June 16, 2013

Best Kept Secret in Rome?

I’m going to let you in on one of the best-kept Secrets of Rome.  It’s a short walk from the most famous part of town, but just far enough off the beaten path that you’ll have it all to yourself.  What is it?

Take the B-line metro to Circo Massimo.  Walk down Via del Circo Massimo, along the rectangular grassy field that once contained the greatest sports arena of all time.  It was here, ages ago, that three hundred thousand Romans gathered to watch the chariot races, drinking and gambling the hours away.  Legend has it that this is also where Remus and Romulus held their fatal bird-watching contest to decide where their new city would be built.

At the end of the field, bang a left onto Clivo del Publicii.  In a few minutes, the road will curve to the right into Via di Santa Sabina. Keep on walking. As you continue down the narrow street, you’ll pass the 5th century basilica from which the street takes its name.  If you take this trip during the day, you’ll have the fortune of seeing the gorgeous interior of Santa Sabina.  But the place I’m taking you to is much cooler at night.

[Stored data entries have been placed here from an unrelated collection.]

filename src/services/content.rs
// src/services/content.rs

use crate::{
    db::TextRepository,
    error::AppError,
    models::{
        text::{NewText, Text},
        user::User,
    },
};

pub async fn list_texts(texts: &dyn TextRepository) -> Result<Vec<Text>, AppError> {
    texts.list().await
}

pub async fn get_text(texts: &dyn TextRepository, id: i64) -> Result<Text, AppError> {
    texts
        .find_by_id(id)
        .await?
        .ok_or_else(|| AppError::NotFound(format!("Text {} not found", id)))
}

/// Stores a new text on behalf of `caller`, who must be an admin.
pub async fn create_text(
    texts: &dyn TextRepository,
    caller: &User,
    text: NewText,
) -> Result<Text, AppError> {
    if !caller.is_admin {
        return Err(AppError::Forbidden);
    }

    let text = texts.create(text).await?;
    tracing::info!(text_id = text.id, admin_id = caller.id, title = %text.title, "Text added");
    Ok(text)
}

/// Checks an uploaded file and turns it into a text.
/// Only `.txt` files holding valid UTF-8 are accepted. An empty file is a valid, empty text.
pub fn text_from_upload(filename: &str, bytes: &[u8]) -> Result<NewText, AppError> {
    let is_txt = filename
        .rsplit_once('.')
        .map(|(stem, ext)| !stem.is_empty() && ext.eq_ignore_ascii_case("txt"))
        .unwrap_or(false);
    if !is_txt {
        return Err(AppError::Validation("Only .txt files are allowed".to_string()));
    }

    let content = std::str::from_utf8(bytes)
        .map_err(|_| AppError::Validation("File must be UTF-8 encoded text".to_string()))?;

    Ok(NewText::from_upload(filename, content.to_string()))
}
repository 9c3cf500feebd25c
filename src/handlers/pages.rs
use axum::response::Html;

const LANDING_PAGE: &str = "<!doctype html>\n<html lang=\"ru\">\n<head><meta charset=\"utf-8\"><title>TypeForge</title></head>\n<body>\n<h1>TypeForge</h1>\n<p>Тренажёр слепой печати: выберите текст и проверьте свою скорость.</p>\n<nav><a href=\"/texts\">Тексты</a> | <a href=\"/profile\">Профиль</a> | <a href=\"/login\">Вход</a> | <a href=\"/register\">Регистрация</a></nav>\n</body>\n</html>\n";

/// Static landing page.
pub async fn index() -> Html<&'static str> {
    Html(LANDING_PAGE)
}
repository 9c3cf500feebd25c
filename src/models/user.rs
// src/models/user.rs

use serde::{Deserialize, Serialize};
use sqlx::FromRow;
use validator::Validate;

/// Represents the 'user' table in the database.
#[derive(Debug, Clone, FromRow, Serialize, Deserialize)]
pub struct User {
    pub id: i64,

    /// Unique username.
    pub username: String,

    /// Unique email, used as the login identifier.
    pub email: String,

    /// Argon2 password hash.
    /// Skipped during serialization to prevent leaking sensitive data.
    #[serde(skip)]
    pub password_hash: String,

    /// Grants content-management actions.
    pub is_admin: bool,
}

/// Registration form.
#[derive(Debug, Deserialize, Validate)]
pub struct RegisterForm {
    #[validate(length(
        min = 2,
        max = 50,
        message = "Username length must be between 2 and 50 characters."
    ))]
    pub username: String,
    #[validate(email(message = "Invalid email address."))]
    pub email: String,
    #[validate(length(min = 1, message = "Password is required."))]
    pub password: String,
    #[validate(must_match(other = "password", message = "Passwords must match."))]
    pub confirm_password: String,
}

impl RegisterForm {
    /// Copy with surrounding whitespace stripped from username and email.
    /// Validation runs on this copy so length rules see what gets stored.
    pub fn trimmed(&self) -> Self {
        Self {
            username: self.username.trim().to_string(),
            email: self.email.trim().to_string(),
            password: self.password.clone(),
            confirm_password: self.confirm_password.clone(),
        }
    }
}

/// Login form. `remember` is an HTML checkbox and is absent when unchecked.
#[derive(Debug, Deserialize, Validate)]
pub struct LoginForm {
    #[validate(email(message = "Invalid email address."))]
    pub email: String,
    #[validate(length(min = 1, message = "Password is required."))]
    pub password: String,
    #[serde(default)]
    pub remember: Option<String>,
}

impl LoginForm {
    pub fn remember_me(&self) -> bool {
        match self.remember.as_deref() {
            None => false,
            Some(v) => !matches!(v.trim(), "" | "0" | "false" | "off"),
        }
    }
}
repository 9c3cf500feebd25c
pub mod password;
pub mod session;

At the end of the road you’ll come to the headquarters of the Sovereign Military Order of Malta. Don’t be freaked out by the guys with machine guns.  This rigidly-guarded compound houses the modern Roman Catholic continuation of the Knights of Malta.  Know how the Vatican loves to brag about how it’s the smallest country in the world?  Well technically, given their extraterritoriality status, this is the smallest.  You aren’t getting in there, so don’t even try.  Besides, you don’t need to get inside to see what I’m going to show you.

At 3 o’clock in Piazza dei Cavalieri di Malta, at the entrance to the villa, you’ll see a closed green door.  There might be two or three people standing in the doorway, peering through the keyhole.  When they’re gone, take a look.  What will you see?  I’m not going to tell you. It’s a secret.

Whenever I take friends there, I don’t say a word until they’ve looked for themselves.  I’ve been thanked each time.